Many researchers think that memory impairment associated with aging is caused by damage to the hippocampus brought on by lifelong exposure to stress hormones. Several studies have shown that elderly people and rats with significant and prolonged elevation of these stress hormones have smaller hippocampal regions and show declines in memory due to damage to the hippocampus.
"It's a very interesting system," says Ronald McKay, PhD, chief of the laboratory of molecular biology at the National Institute of Neurological Disorders and Stroke. McKay, who has previously demonstrated that reducing stress hormone levels in aged rats can restore the production rate of brain cells in the hippocampus, reviewed the current study for WebMD.
"The hippocampus has these cells ... which are replaced throughout life from dividing cells, so that whole process of division, ... maturation and death seems to be going on all the time in this structure."
Although it's tempting to think that seed cells could be grown in the lab to restore cells damaged by neurodegenerative disorders such as Alzheimer's disease, much needs to be learned before such therapies are practical, Goldman and McKay say.

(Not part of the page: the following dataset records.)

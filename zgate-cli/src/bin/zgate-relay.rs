//! zgate Relay - protects a local media stream on its way to a remote relay
//!
//! Cleartext RTP arriving on `local_listen` is protected and sent to the
//! peer relay; protected RTP from the peer is unprotected and delivered to
//! `local_dest`. Key negotiation control packets travel on the same socket
//! as the protected media.
//!
//! Examples:
//!   zgate-relay --example initiator > relay.toml
//!   zgate-relay --config relay.toml -v

use anyhow::Context;
use bytes::Bytes;
use clap::Parser;
use std::net::{SocketAddr, UdpSocket};
use std::path::PathBuf;
use std::sync::Arc;
use std::thread;
use std::time::Duration;
use tracing_subscriber::EnvFilter;
use zgate::io::{Connector, UdpConnector};
use zgate::{EventSink, GatePhase, SecurityEvent, SecurityGate};
use zgate_cli::{compact_stats, display_gate_stats, PresharedEngine, RelayConfig, RoleConfig};

#[derive(Parser, Debug)]
#[command(name = "zgate-relay")]
#[command(about = "Media relay with key negotiation and SRTP protection", long_about = None)]
struct Args {
    /// Relay configuration file (TOML)
    #[arg(short, long, required_unless_present = "example")]
    config: Option<PathBuf>,

    /// Print an example configuration for the given role and exit
    #[arg(long, value_enum)]
    example: Option<ExampleRole>,

    /// Override the statistics interval in seconds (0 disables)
    #[arg(long)]
    stats: Option<u64>,

    /// Verbose output
    #[arg(short, long)]
    verbose: bool,
}

#[derive(clap::ValueEnum, Clone, Copy, Debug)]
enum ExampleRole {
    Initiator,
    Responder,
}

impl From<ExampleRole> for RoleConfig {
    fn from(role: ExampleRole) -> Self {
        match role {
            ExampleRole::Initiator => RoleConfig::Initiator,
            ExampleRole::Responder => RoleConfig::Responder,
        }
    }
}

/// Reports gate events through the log
struct LogSink;

impl EventSink for LogSink {
    fn on_event(&self, event: SecurityEvent) {
        match event {
            SecurityEvent::Initialized => tracing::debug!("Gate ready"),
            SecurityEvent::SecureOn { cipher } => tracing::info!("Secure: {}", cipher),
            SecurityEvent::ShowSas { sas, verified } => {
                tracing::info!("SAS: {} ({})", sas, if verified { "verified" } else { "unverified" })
            }
            SecurityEvent::SecureOff { direction } => {
                tracing::warn!("Security off for {} direction", direction)
            }
            SecurityEvent::Message { code } => tracing::info!("{}", code),
            SecurityEvent::NegotiationFailed { code } => {
                tracing::error!("Negotiation failed: {}", code)
            }
            SecurityEvent::NotSupportedByOther => {
                tracing::warn!("Peer relay does not answer key negotiation")
            }
            other => tracing::info!("{:?}", other),
        }
    }
}

fn main() -> anyhow::Result<()> {
    let args = Args::parse();

    // Initialize logging
    let log_level = if args.verbose { "debug" } else { "info" };
    let filter = EnvFilter::try_from_default_env().unwrap_or_else(|_| EnvFilter::new(log_level));
    tracing_subscriber::fmt().with_env_filter(filter).init();

    if let Some(role) = args.example {
        print!("{}", toml::to_string_pretty(&RelayConfig::example(role.into()))?);
        return Ok(());
    }

    let path = args.config.context("--config is required")?;
    let mut config = RelayConfig::from_file(&path)
        .with_context(|| format!("Failed to load {}", path.display()))?;
    if let Some(stats) = args.stats {
        config.stats_interval_secs = stats;
    }
    let secrets = config
        .secrets()?
        .context("No [keys] section: the relay needs pre-shared keys")?;

    tracing::info!("zgate relay starting...");
    tracing::info!("Wire: {} <-> {}", config.network.bind, config.network.peer);
    tracing::info!(
        "Local: in {} / out {}",
        config.network.local_listen,
        config.network.local_dest
    );

    let wire = UdpConnector::bind(config.network.bind)?;
    wire.connect(config.network.peer)?;
    wire.set_read_timeout(Some(Duration::from_millis(500)))?;
    let local = UdpSocket::bind(config.network.local_listen)?;

    let gate = SecurityGate::new();
    gate.set_connector(Arc::new(wire.try_clone()?));
    gate.set_event_sink(Arc::new(LogSink));
    gate.initialize(config.gate_config(), &PresharedEngine::factory(secrets))?;

    if !config.auto_enable {
        // no auto-sensing: process control packets and start right away
        gate.set_enabled(true);
        gate.start();
    }

    let wire_out = wire.try_clone()?;
    let inbound_gate = gate.clone();
    let inbound_local = local.try_clone()?;
    let local_dest = config.network.local_dest;
    let mtu = config.network.mtu;
    thread::Builder::new()
        .name("zgate-inbound".to_string())
        .spawn(move || {
            if let Err(e) = relay_inbound(&inbound_gate, &wire, &inbound_local, local_dest, mtu) {
                tracing::error!("Inbound relay stopped: {:#}", e);
            }
        })?;

    if let Some(interval) = config.stats_interval() {
        let stats_gate = gate.clone();
        thread::spawn(move || loop {
            thread::sleep(interval);
            tracing::info!("{}", compact_stats(&stats_gate));
        });
    }

    let result = relay_outbound(&gate, &local, &wire_out, mtu);

    gate.stop();
    display_gate_stats(&gate.stats());
    result
}

/// Wire to local: unprotect and deliver, control packets stay in the gate
fn relay_inbound(
    gate: &SecurityGate,
    wire: &UdpConnector,
    local: &UdpSocket,
    dest: SocketAddr,
    mtu: usize,
) -> anyhow::Result<()> {
    let mut buf = vec![0u8; mtu];
    loop {
        let n = match wire.recv(&mut buf) {
            Ok(n) => n,
            Err(e) if e.is_timeout() => continue,
            Err(e) => return Err(e.into()),
        };
        if gate.phase() == GatePhase::Stopped {
            return Ok(());
        }
        if let Some(packet) = gate.receive_media(Bytes::copy_from_slice(&buf[..n])) {
            local.send_to(&packet, dest)?;
        }
    }
}

/// Local to wire: protect and forward
fn relay_outbound(
    gate: &SecurityGate,
    local: &UdpSocket,
    wire: &UdpConnector,
    mtu: usize,
) -> anyhow::Result<()> {
    let mut buf = vec![0u8; mtu];
    loop {
        let (n, _) = local.recv_from(&mut buf)?;
        let Some(packet) = gate.send_media(Bytes::copy_from_slice(&buf[..n])) else {
            continue;
        };
        if let Err(e) = wire.write(&packet) {
            tracing::warn!("Failed to forward {} bytes: {}", packet.len(), e);
        }
    }
}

Instead, these precursor cells are likely to have their first uses in drug-testing labs, where researchers could explore whether specific drugs or combinations could be used to stimulate the growth of new brain cells within the hippocampus, Goldman says.
- Conventional medical wisdom has held that people are born with all of the brain cells they will ever have, and once they are gone, they are permanently gone.
- Now, however, scientists have found that cells in the region of the brain responsible for memory and learning are capable of being regenerated in a laboratory.
- Although there are currently no practical applications for this new finding, it could have implications in the future for the treatment of neurodegenerative diseases and brain trauma.